### PROBLEM TO WORK ON
Using the records below, filter out every line that lacks "next" and copy the rest.

※ ※ ※

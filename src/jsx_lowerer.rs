//! JSX/TypeScript lowering for the transpiler.

use oxc_allocator::{Allocator, Box as oxc_box, CloneIn};
use oxc_ast::ast::*;
use oxc_ast::AstBuilder;
use oxc_ast_visit::walk_mut::{
    walk_arrow_function_expression, walk_call_expression, walk_catch_parameter, walk_expression,
    walk_formal_parameter, walk_formal_parameters, walk_function, walk_new_expression,
    walk_statements, walk_variable_declarator,
};
use oxc_ast_visit::VisitMut;
use oxc_span::SPAN;
use oxc_syntax::scope::ScopeFlags;

use crate::config::JsxOptions;

// ═══════════════════════════════════════════════════════════════════════════════
// JSX LOWERER
// Transforms JSX elements into React.createElement() calls
// ═══════════════════════════════════════════════════════════════════════════════

pub struct JsxLowerer<'a> {
    pub ast: AstBuilder<'a>,
    factory: Vec<String>,
    fragment: Vec<String>,
}

impl<'a> JsxLowerer<'a> {
    pub fn new(allocator: &'a Allocator, options: &JsxOptions) -> Self {
        let path = |s: &str| s.split('.').map(str::to_string).collect::<Vec<_>>();
        Self {
            ast: AstBuilder::new(allocator),
            factory: path(&options.factory),
            fragment: path(&options.fragment),
        }
    }

    fn alloc(&self, s: &str) -> &'a str {
        self.ast.allocator.alloc_str(s)
    }

    /// `a.b.c` as a static member chain.
    fn member_path(&self, segments: &[String]) -> Expression<'a> {
        let mut segments = segments.iter();
        let head = segments.next().map(String::as_str).unwrap_or("React");
        let mut expr = self.ast.expression_identifier(SPAN, self.alloc(head));
        for segment in segments {
            expr = Expression::from(self.ast.member_expression_static(
                SPAN,
                expr,
                self.ast.identifier_name(SPAN, self.alloc(segment)),
                false,
            ));
        }
        expr
    }

    fn create_element(
        &mut self,
        tag: Expression<'a>,
        props: Expression<'a>,
        children: oxc_allocator::Vec<'a, Argument<'a>>,
    ) -> Expression<'a> {
        let mut args = self.ast.vec();
        args.push(Argument::from(tag));
        args.push(Argument::from(props));
        for child in children {
            args.push(child);
        }

        let callee = self.member_path(&self.factory);
        self.ast.expression_call(
            SPAN,
            callee,
            None::<oxc_box<TSTypeParameterInstantiation>>,
            args,
            false,
        )
    }

    fn lower_jsx_element(&mut self, element: &JSXElement<'a>) -> Expression<'a> {
        let tag = self.lower_tag(&element.opening_element.name);

        let mut current_obj_props = self.ast.vec();

        for item in &element.opening_element.attributes {
            match item {
                JSXAttributeItem::Attribute(attr) => {
                    let name = match &attr.name {
                        JSXAttributeName::Identifier(id) => id.name.to_string(),
                        JSXAttributeName::NamespacedName(ns) => {
                            format!("{}:{}", ns.namespace.name, ns.name.name)
                        }
                    };
                    let key = self.property_key(&name);

                    let value = match &attr.value {
                        Some(JSXAttributeValue::StringLiteral(s)) => {
                            let decoded = decode_entities(&s.value);
                            self.ast
                                .expression_string_literal(SPAN, self.alloc(&decoded), None)
                        }
                        Some(JSXAttributeValue::Element(el)) => self.lower_jsx_element(el),
                        Some(JSXAttributeValue::ExpressionContainer(container)) => self
                            .lower_jsx_expression(&container.expression)
                            .unwrap_or_else(|| self.ast.expression_identifier(SPAN, "undefined")),
                        Some(JSXAttributeValue::Fragment(frag)) => self.lower_jsx_fragment(frag),
                        None => self.ast.expression_boolean_literal(SPAN, true),
                    };

                    current_obj_props.push(self.ast.object_property_kind_object_property(
                        SPAN,
                        PropertyKind::Init,
                        key,
                        value,
                        false,
                        false,
                        false,
                    ));
                }
                JSXAttributeItem::SpreadAttribute(spread) => {
                    let mut spread_expr = spread.argument.clone_in(self.ast.allocator);
                    self.visit_expression(&mut spread_expr);
                    current_obj_props.push(
                        self.ast
                            .object_property_kind_spread_property(SPAN, spread_expr),
                    );
                }
            }
        }

        let props_expr = if current_obj_props.is_empty() {
            self.ast.expression_null_literal(SPAN)
        } else {
            self.ast.expression_object(SPAN, current_obj_props)
        };

        let children = self.lower_children(&element.children);
        self.create_element(tag, props_expr, children)
    }

    fn lower_jsx_fragment(&mut self, fragment: &JSXFragment<'a>) -> Expression<'a> {
        let tag = self.member_path(&self.fragment);
        let props = self.ast.expression_null_literal(SPAN);
        let children = self.lower_children(&fragment.children);
        self.create_element(tag, props, children)
    }

    fn lower_children(
        &mut self,
        children: &oxc_allocator::Vec<'a, JSXChild<'a>>,
    ) -> oxc_allocator::Vec<'a, Argument<'a>> {
        let mut children_vec = self.ast.vec();
        for child in children {
            match child {
                JSXChild::Text(t) => {
                    if let Some(text) = clean_jsx_text(&t.value) {
                        children_vec.push(Argument::from(self.ast.expression_string_literal(
                            SPAN,
                            self.alloc(&text),
                            None,
                        )));
                    }
                }
                JSXChild::Element(el) => {
                    children_vec.push(Argument::from(self.lower_jsx_element(el)));
                }
                JSXChild::Fragment(frag) => {
                    children_vec.push(Argument::from(self.lower_jsx_fragment(frag)));
                }
                JSXChild::ExpressionContainer(container) => {
                    // `{/* comment */}` is not a child
                    if let Some(expr) = self.lower_jsx_expression(&container.expression) {
                        children_vec.push(Argument::from(expr));
                    }
                }
                JSXChild::Spread(spread) => {
                    let mut arg = spread.expression.clone_in(self.ast.allocator);
                    self.visit_expression(&mut arg);
                    children_vec.push(self.ast.argument_spread_element(SPAN, arg));
                }
            }
        }
        children_vec
    }

    /// Intrinsic (lowercase or dashed) tags become strings, everything else a
    /// reference.
    fn lower_tag(&self, name: &JSXElementName<'a>) -> Expression<'a> {
        match name {
            JSXElementName::Identifier(id) => self.tag_from_name(&id.name),
            JSXElementName::IdentifierReference(id) => self.tag_from_name(&id.name),
            JSXElementName::NamespacedName(ns) => {
                let name = format!("{}:{}", ns.namespace.name, ns.name.name);
                self.ast.expression_string_literal(SPAN, self.alloc(&name), None)
            }
            JSXElementName::MemberExpression(me) => self.lower_member(me),
            JSXElementName::ThisExpression(_) => self.ast.expression_this(SPAN),
        }
    }

    fn tag_from_name(&self, name: &str) -> Expression<'a> {
        let intrinsic = name.contains('-')
            || name.chars().next().map_or(false, |c| c.is_ascii_lowercase());
        if intrinsic {
            self.ast.expression_string_literal(SPAN, self.alloc(name), None)
        } else {
            self.ast.expression_identifier(SPAN, self.alloc(name))
        }
    }

    fn lower_member(&self, me: &JSXMemberExpression<'a>) -> Expression<'a> {
        let object = match &me.object {
            JSXMemberExpressionObject::IdentifierReference(id) => {
                self.ast.expression_identifier(SPAN, self.alloc(&id.name))
            }
            JSXMemberExpressionObject::MemberExpression(inner) => self.lower_member(inner),
            JSXMemberExpressionObject::ThisExpression(_) => self.ast.expression_this(SPAN),
        };
        Expression::from(self.ast.member_expression_static(
            SPAN,
            object,
            self.ast.identifier_name(SPAN, self.alloc(&me.property.name)),
            false,
        ))
    }

    /// Attribute names that are not identifiers (`aria-label`) need quoting.
    fn property_key(&self, name: &str) -> PropertyKey<'a> {
        let is_ident = name
            .chars()
            .all(|c| c.is_ascii_alphanumeric() || c == '_' || c == '$');
        if is_ident {
            self.ast.property_key_static_identifier(SPAN, self.alloc(name))
        } else {
            PropertyKey::StringLiteral(self.ast.alloc_string_literal(SPAN, self.alloc(name), None))
        }
    }

    fn lower_jsx_expression(&mut self, jsx_expr: &JSXExpression<'a>) -> Option<Expression<'a>> {
        let mut e = jsx_expr
            .as_expression()
            .map(|e| e.clone_in(self.ast.allocator))?;
        self.visit_expression(&mut e);
        Some(e)
    }
}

※ ※ ※

### TASK OUTPUT
        let head = segments.next().map(String::as_str).unwrap_or("React");
            || name.chars().next().map_or(false, |c| c.is_ascii_lowercase());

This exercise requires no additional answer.